Un jour, le père de Daniel décide d’impliquer davantage son fils et lui demande de créer un nouveau décor pour l’un des salons de réception. Enthousiasmé par cette nouvelle mission, Daniel part pour la première fois hors de la Maison et se rend à la fête foraine de la ville. La grande roue qu’il a vue au loin lui permet de facilement se diriger. C’est ainsi qu’il y passe toute une journée et qu’il rencontre Violette, une jeune fille de son âge dont les parents gèrent l’attraction du Palais des Glaces. Avec eux et sa sœur jumelle, Esther, Violette voyage de ville en ville toute l’année. Daniel trouve cette vie fascinante. Lorsqu’il rentre chez lui le soir, il a de nombreux croquis de son nouveau décor, la fête foraine, et s’est fait une première amie vivante. Grâce à un visiteur qui chaque saison traverse le pays pour venir à la Maison Edelweiss et rendre visite à sa femme décédée, Daniel parvient à correspondre par lettre avec Violette qui, par choix, n’a pas de téléphone portable. Il attend impatiemment sa venue en ville l’année suivante.
Mais, rien ne va se passer comme prévu. Un jour, Daniel apprend par hasard que la « Cérémonie de la Dernière Nuit » est annoncée pour son amie Mona. Si la famille du reflet le décide, ce dernier peut être détruit, de façon irrémédiable, lors de cette Cérémonie. Révolté, Daniel se confie à Mme Elia qui tente alors de lui expliquer la différence entre un vrai décès et la Dernière Nuit du reflet. Elle-même a autrefois refusé que son petit garçon décédé devienne un reflet. Mais Daniel ne la comprend pas, il a grandi entouré de reflets et, pour lui, ils sont bien réels.
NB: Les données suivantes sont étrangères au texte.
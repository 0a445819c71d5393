use anyhow::Result;
use clap::{Parser, Subcommand};

use costbook::cli::{
    handle_backstop_command, handle_item_command, handle_project_command, handle_record_command,
    handle_report_command,
};
use costbook::config::{paths::CostbookPaths, settings::Settings};
use costbook::storage::Storage;

#[derive(Parser)]
#[command(
    name = "costbook",
    version,
    about = "Terminal-based project cost tracking and reconciliation",
    long_about = "costbook tracks construction-style projects as a hierarchy of \
                  cost codes, records the invoices, bills, and payments that move \
                  against them, and watches backstop threshold rules over the \
                  live ledger."
)]
struct Cli {
    #[command(subcommand)]
    command: Option<Commands>,
}

#[derive(Subcommand)]
enum Commands {
    /// Project registry commands
    #[command(subcommand, alias = "proj")]
    Project(costbook::cli::ProjectCommands),

    /// Cost hierarchy commands
    #[command(subcommand)]
    Item(costbook::cli::ItemCommands),

    /// Record invoices, bills, and payments
    #[command(subcommand, alias = "rec")]
    Record(costbook::cli::RecordCommands),

    /// Backstop threshold rules
    #[command(subcommand)]
    Backstop(costbook::cli::BackstopCommands),

    /// Reports and CSV export
    #[command(subcommand)]
    Report(costbook::cli::ReportCommands),

    /// Initialize the data directory
    Init,

    /// Show resolved paths and settings
    Config,
}

fn main() -> Result<()> {
    let cli = Cli::parse();

    let paths = CostbookPaths::new()?;
    let settings = Settings::load_or_create(&paths)?;

    let mut storage = Storage::new(paths.clone())?;
    storage.load_all()?;

    match cli.command {
        Some(Commands::Project(cmd)) => {
            handle_project_command(&storage, cmd)?;
        }
        Some(Commands::Item(cmd)) => {
            handle_item_command(&storage, cmd)?;
        }
        Some(Commands::Record(cmd)) => {
            handle_record_command(&storage, cmd)?;
        }
        Some(Commands::Backstop(cmd)) => {
            handle_backstop_command(&storage, cmd)?;
        }
        Some(Commands::Report(cmd)) => {
            handle_report_command(&storage, cmd)?;
        }
        Some(Commands::Init) => {
            println!("Initializing costbook at: {}", paths.data_dir().display());
            costbook::storage::init::initialize_storage(&paths)?;
            settings.save(&paths)?;
            println!("Initialization complete!");
            println!();
            println!("Get started:");
            println!("  costbook project add \"Riverside Office Park\"");
            println!("  costbook item add-category \"Riverside Office Park\" \"Groundwork\"");
            println!("  costbook item add-line \"Riverside Office Park\" 1 \"Excavation\" --cost 6000");
        }
        Some(Commands::Config) => {
            println!("costbook Configuration");
            println!("======================");
            println!("Base directory: {}", paths.base_dir().display());
            println!("Data directory: {}", paths.data_dir().display());
            println!("Audit log:      {}", paths.audit_log().display());
            println!();
            println!("Settings:");
            println!("  Currency symbol: {}", settings.currency_symbol);
            println!("  Date format:     {}", settings.date_format);
        }
        None => {
            println!("costbook - Terminal-based project cost tracking");
            println!();
            println!("Run 'costbook --help' for usage information.");
            println!("Run 'costbook init' to set up the data directory.");
        }
    }

    Ok(())
}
En outre, alors qu’il a de moins en moins de nouvelles de Violette, une dernière lettre lui parvient où elle souhaite arrêter soudainement leur correspondance, sans donner d’explications. Voyant le désarroi de son fils, Petro demande à Mme Elia et à Daphné Maris, une journaliste qui écrit des articles sur la Maison, de localiser la jeune fille. Ensemble, ils partent en voiture pour la rejoindre. Malheureusement, une fois sur place, Daniel apprend son décès. Peu de temps plus tard, Esther lui rend visite à la Maison Edelweiss pour lui révéler que Violette était malade depuis l’enfance. Daniel décide alors de créer le reflet de Violette, à l’aide de son père, grâce au peu de photos qu’il a d’elle et grâce aux lettres qu’elle lui a écrites. Il souhaite en faire la surprise à Esther lors de sa prochaine visite. En attendant, tous deux communiquent beaucoup, par SMS cette fois, et leur complicité est évidente. Mais le jour où Daniel lui montre le reflet de Violette, Esther s’enfuit, horrifiée. Daniel la retrouve et elle s’explique enfin : elle souffre de la perte de sa sœur et a été choquée d’être soudain face à son double virtuel. Mais, en plus de cela, ce reflet de Violette ne peut qu’être faussé car, s’il reproduit à la perfection le physique de la jeune fille, il ne peut pas en reproduire le caractère basé sur la correspondance épistolaire entre Daniel et elle… En effet, Violette a bien reçu la première lettre de Daniel mais elle était déjà trop faible pour lui répondre. Elle a demandé à Esther d’écrire la lettre à sa place. C’était en fait Esther qui était derrière cette relation épistolaire. Daniel s’en va, troublé.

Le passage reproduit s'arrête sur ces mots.